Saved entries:
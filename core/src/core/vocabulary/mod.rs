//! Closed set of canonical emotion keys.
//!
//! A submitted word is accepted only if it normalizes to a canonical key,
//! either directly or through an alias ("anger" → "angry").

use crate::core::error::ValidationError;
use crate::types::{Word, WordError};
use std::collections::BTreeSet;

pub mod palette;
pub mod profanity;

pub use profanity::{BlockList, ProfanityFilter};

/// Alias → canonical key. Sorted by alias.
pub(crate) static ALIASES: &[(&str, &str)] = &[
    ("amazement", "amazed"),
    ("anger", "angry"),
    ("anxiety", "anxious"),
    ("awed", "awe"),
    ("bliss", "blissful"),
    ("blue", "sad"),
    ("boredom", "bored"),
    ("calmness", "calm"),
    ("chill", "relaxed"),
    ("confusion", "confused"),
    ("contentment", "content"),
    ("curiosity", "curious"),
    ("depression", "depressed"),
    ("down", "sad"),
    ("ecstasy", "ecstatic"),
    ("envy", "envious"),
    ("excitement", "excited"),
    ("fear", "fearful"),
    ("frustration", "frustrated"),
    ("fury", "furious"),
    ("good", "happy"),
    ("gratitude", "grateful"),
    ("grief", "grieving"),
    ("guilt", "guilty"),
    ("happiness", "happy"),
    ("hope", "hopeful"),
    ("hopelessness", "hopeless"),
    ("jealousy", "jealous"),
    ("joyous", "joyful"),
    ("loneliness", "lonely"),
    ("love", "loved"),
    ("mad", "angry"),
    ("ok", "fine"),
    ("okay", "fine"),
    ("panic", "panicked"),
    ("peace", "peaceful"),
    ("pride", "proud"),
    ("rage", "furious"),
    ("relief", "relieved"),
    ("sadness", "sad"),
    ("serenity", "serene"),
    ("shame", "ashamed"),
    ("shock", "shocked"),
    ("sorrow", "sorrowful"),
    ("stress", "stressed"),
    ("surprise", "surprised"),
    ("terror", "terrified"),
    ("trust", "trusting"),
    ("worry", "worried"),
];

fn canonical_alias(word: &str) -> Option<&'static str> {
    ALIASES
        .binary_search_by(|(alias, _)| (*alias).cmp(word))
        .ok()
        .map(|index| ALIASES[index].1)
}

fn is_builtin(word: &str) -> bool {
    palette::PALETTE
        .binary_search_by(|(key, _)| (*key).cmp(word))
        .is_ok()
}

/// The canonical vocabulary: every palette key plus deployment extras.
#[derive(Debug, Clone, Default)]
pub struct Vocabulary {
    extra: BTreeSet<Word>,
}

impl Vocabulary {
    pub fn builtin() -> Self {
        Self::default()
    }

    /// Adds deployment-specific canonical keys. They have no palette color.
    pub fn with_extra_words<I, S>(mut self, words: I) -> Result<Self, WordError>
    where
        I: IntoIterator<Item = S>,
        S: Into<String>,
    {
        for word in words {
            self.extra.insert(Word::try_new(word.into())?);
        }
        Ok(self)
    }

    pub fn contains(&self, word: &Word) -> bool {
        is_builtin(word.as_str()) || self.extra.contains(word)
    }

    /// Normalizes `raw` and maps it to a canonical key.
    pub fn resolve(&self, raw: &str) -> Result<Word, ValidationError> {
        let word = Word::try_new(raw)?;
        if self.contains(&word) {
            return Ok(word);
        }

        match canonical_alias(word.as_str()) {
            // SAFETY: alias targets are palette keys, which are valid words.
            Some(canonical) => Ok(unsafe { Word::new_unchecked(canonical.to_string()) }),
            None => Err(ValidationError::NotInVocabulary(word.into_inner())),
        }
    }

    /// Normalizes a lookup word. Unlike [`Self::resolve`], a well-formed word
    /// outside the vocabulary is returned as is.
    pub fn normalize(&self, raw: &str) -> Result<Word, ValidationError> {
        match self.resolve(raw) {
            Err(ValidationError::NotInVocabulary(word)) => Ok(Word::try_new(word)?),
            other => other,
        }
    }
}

--

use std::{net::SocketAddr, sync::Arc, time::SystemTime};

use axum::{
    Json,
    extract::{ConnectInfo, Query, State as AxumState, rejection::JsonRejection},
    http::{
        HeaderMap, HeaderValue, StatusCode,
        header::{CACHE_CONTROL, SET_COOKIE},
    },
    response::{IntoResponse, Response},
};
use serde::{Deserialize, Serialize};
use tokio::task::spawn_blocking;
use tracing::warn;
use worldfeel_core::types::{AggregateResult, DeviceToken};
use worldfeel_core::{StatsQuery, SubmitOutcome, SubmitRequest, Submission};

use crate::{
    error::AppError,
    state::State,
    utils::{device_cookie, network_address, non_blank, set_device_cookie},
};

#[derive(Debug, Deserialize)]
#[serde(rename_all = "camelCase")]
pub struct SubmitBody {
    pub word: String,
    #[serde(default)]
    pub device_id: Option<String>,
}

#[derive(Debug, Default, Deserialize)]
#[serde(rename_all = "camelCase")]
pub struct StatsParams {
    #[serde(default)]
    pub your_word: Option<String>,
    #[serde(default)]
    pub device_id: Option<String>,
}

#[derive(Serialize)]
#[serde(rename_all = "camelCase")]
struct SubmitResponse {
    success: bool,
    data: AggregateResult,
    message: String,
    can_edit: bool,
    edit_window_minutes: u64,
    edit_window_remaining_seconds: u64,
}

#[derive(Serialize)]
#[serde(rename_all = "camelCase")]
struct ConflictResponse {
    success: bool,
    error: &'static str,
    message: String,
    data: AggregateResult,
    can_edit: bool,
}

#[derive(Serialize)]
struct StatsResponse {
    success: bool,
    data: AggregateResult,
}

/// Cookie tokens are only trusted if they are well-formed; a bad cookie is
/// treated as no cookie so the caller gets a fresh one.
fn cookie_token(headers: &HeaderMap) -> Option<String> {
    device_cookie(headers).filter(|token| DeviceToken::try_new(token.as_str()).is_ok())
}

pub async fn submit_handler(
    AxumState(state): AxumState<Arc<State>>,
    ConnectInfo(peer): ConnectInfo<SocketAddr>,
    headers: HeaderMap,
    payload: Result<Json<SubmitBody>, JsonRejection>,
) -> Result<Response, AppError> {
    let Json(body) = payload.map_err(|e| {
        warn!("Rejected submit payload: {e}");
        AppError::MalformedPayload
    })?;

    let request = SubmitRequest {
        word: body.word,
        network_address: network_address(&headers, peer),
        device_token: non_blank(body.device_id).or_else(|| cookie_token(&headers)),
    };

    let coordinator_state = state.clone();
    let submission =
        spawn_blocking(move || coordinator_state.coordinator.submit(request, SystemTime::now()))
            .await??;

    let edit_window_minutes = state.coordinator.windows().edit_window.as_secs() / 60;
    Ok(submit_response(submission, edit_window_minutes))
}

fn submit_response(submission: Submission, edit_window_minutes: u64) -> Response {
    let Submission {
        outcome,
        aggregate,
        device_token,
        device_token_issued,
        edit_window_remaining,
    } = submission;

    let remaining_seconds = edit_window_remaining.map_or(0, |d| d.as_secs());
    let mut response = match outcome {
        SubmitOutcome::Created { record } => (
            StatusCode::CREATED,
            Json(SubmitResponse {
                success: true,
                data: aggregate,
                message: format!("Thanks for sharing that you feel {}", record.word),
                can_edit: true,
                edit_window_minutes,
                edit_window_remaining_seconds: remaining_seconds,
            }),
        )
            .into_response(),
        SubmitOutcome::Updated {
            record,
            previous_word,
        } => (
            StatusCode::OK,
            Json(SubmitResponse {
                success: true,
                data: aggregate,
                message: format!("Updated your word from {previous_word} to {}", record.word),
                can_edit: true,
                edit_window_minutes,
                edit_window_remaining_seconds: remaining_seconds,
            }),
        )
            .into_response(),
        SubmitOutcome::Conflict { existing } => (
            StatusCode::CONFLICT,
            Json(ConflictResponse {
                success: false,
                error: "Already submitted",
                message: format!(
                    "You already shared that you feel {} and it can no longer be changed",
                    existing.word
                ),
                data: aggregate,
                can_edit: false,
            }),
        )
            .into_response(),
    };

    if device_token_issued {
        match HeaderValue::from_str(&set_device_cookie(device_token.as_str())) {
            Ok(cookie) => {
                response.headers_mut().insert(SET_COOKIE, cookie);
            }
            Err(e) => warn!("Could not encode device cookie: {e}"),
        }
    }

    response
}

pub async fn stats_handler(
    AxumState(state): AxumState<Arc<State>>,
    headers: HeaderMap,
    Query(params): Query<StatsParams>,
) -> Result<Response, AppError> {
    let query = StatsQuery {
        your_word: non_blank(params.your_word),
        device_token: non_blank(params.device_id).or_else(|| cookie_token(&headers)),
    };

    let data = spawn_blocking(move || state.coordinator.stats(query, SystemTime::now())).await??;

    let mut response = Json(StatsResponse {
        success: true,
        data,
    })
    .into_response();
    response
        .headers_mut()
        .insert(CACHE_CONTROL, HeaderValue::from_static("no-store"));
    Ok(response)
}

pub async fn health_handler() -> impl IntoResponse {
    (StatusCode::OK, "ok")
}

### EXERCISE PROMPT
Lines in the data that include the word "ALIASES" should all be copied.

### RESULT OF THE EXERCISE
pub(crate) static ALIASES: &[(&str, &str)] = &[
    ALIASES
        .map(|index| ALIASES[index].1)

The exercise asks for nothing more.